> _Data for processing_:
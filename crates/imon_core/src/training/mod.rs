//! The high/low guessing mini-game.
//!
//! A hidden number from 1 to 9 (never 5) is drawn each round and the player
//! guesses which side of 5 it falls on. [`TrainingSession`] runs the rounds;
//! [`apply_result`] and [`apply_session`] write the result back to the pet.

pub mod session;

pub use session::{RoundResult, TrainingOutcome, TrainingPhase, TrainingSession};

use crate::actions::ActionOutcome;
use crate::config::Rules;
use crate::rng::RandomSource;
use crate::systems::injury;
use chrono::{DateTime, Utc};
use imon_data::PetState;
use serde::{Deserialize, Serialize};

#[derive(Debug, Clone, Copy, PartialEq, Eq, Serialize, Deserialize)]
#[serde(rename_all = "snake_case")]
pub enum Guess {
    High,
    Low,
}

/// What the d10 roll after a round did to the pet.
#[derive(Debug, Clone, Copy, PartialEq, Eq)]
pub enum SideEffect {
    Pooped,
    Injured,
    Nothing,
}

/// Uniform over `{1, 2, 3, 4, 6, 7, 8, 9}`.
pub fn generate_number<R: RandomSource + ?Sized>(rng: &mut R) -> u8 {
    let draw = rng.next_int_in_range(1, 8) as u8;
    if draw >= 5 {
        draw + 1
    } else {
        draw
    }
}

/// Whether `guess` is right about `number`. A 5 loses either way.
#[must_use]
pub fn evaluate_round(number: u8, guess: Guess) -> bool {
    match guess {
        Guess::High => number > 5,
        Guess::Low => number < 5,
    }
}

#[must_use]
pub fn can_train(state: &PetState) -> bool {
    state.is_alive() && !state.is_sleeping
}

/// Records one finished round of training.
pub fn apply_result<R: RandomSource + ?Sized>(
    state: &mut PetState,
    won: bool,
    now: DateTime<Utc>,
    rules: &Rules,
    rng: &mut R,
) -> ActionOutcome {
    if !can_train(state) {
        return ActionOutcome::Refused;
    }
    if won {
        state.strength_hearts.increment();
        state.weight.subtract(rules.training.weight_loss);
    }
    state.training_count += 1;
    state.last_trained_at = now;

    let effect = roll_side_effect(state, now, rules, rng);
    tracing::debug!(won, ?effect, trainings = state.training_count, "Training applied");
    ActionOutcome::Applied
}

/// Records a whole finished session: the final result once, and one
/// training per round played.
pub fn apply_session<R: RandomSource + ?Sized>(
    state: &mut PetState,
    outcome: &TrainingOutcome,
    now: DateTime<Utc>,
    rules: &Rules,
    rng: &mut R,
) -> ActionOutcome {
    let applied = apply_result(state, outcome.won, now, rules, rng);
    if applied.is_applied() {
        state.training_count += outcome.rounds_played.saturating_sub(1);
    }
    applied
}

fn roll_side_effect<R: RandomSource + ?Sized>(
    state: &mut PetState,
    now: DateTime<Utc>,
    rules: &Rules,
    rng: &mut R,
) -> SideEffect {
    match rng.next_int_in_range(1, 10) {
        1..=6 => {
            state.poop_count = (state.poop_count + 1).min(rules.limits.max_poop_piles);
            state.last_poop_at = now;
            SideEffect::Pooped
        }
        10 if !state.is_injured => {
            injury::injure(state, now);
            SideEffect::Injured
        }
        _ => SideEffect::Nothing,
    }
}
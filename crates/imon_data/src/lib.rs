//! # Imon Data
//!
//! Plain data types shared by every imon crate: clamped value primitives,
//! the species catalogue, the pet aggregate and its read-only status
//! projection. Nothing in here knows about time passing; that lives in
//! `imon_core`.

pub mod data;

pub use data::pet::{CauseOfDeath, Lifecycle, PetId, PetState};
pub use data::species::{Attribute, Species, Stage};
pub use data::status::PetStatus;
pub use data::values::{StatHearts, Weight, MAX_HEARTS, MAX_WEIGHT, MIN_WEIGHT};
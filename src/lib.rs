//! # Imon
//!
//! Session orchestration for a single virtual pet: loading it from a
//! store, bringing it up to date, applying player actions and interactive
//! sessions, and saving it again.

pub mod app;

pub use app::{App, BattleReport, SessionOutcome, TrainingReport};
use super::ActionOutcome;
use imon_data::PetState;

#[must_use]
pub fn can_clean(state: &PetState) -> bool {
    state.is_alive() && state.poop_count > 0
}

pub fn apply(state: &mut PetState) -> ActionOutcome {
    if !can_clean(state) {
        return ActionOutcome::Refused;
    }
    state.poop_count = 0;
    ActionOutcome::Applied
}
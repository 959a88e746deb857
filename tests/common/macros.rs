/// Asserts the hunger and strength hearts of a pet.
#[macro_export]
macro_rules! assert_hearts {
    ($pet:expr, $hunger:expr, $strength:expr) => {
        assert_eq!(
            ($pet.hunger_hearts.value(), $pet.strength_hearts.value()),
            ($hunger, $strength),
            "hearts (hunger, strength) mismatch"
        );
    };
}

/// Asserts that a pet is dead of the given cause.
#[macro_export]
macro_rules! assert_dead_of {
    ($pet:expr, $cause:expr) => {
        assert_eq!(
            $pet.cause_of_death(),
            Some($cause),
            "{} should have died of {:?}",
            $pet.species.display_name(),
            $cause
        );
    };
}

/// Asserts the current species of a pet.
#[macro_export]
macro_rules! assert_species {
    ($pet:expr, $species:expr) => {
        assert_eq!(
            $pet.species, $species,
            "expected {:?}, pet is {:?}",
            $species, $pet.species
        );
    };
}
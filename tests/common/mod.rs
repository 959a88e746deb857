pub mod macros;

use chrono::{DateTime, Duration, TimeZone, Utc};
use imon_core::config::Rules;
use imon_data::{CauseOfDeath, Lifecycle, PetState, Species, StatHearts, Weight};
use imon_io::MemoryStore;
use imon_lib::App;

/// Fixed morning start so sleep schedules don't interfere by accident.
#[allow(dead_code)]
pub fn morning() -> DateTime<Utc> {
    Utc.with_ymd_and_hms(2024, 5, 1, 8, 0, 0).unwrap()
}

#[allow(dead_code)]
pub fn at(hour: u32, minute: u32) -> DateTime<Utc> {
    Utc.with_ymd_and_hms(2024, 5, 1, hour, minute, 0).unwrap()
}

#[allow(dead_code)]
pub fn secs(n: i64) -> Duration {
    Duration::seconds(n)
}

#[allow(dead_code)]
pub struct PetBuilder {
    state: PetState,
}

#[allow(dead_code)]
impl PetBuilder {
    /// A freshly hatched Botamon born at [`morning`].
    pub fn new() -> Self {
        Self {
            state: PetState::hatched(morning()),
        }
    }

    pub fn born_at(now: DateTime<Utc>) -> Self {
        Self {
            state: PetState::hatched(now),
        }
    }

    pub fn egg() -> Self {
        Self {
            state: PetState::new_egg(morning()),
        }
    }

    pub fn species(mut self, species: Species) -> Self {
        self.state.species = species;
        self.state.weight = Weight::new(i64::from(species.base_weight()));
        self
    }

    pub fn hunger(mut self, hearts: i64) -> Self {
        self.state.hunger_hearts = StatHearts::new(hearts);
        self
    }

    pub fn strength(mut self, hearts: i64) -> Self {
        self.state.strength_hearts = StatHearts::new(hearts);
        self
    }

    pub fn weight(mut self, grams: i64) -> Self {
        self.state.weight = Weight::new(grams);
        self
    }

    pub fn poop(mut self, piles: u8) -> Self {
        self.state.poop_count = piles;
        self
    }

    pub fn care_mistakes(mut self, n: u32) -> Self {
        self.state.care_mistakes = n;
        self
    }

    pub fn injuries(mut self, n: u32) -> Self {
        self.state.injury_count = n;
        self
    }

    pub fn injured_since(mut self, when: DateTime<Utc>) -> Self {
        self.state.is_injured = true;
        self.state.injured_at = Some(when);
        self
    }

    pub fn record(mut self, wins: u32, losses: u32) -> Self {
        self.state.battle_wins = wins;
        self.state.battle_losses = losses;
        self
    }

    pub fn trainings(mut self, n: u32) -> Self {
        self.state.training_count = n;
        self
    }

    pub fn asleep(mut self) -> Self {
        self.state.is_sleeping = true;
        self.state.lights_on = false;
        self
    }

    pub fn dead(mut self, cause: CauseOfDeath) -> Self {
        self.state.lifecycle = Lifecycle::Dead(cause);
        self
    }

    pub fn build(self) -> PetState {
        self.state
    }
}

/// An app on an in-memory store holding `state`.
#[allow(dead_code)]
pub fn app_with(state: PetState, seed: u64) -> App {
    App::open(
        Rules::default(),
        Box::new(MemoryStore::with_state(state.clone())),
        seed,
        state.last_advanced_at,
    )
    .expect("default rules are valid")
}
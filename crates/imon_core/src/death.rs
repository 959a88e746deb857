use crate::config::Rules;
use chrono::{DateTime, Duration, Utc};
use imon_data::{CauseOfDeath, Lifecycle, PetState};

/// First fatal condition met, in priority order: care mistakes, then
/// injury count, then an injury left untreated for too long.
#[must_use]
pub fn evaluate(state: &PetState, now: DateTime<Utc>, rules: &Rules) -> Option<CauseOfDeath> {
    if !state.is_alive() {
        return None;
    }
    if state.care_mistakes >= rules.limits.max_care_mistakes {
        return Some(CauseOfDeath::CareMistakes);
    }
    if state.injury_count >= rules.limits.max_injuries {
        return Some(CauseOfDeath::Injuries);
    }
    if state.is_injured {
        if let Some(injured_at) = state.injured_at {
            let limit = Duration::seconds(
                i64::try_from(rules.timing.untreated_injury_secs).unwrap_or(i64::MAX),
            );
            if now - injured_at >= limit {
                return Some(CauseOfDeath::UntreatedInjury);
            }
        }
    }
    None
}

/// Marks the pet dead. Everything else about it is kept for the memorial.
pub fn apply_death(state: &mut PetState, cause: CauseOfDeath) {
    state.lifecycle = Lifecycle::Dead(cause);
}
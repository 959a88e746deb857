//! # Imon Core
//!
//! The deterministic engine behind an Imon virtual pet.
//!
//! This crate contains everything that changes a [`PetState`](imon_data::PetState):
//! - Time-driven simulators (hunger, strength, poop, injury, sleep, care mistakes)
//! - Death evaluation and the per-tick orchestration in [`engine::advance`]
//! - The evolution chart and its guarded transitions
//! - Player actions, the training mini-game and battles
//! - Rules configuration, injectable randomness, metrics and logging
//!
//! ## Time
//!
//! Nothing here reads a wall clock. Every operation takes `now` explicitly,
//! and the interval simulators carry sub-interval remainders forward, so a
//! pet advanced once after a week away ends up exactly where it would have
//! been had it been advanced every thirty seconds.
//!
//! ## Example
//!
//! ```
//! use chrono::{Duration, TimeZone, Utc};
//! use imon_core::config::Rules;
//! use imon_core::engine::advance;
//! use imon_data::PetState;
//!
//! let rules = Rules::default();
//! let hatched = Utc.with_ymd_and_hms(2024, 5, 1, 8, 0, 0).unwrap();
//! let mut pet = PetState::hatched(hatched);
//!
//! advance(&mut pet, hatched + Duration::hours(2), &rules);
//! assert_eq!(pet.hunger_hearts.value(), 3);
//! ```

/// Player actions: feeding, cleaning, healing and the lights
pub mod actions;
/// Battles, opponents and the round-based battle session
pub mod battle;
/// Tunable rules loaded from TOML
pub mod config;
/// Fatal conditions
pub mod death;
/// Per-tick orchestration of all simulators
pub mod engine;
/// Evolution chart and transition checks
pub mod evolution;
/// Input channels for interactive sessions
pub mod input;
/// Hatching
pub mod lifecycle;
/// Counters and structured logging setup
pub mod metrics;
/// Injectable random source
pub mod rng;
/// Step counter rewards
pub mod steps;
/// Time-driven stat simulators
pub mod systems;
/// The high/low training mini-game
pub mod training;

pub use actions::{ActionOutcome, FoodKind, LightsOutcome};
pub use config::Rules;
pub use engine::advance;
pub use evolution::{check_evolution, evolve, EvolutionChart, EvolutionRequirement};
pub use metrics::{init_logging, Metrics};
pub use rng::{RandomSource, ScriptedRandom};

> _Exercise instructions_:
What belongs in the answer is each line of the data that has the word "expr".

> _Written answer_:
    ($pet:expr, $hunger:expr, $strength:expr) => {
    ($pet:expr, $cause:expr) => {
    ($pet:expr, $species:expr) => {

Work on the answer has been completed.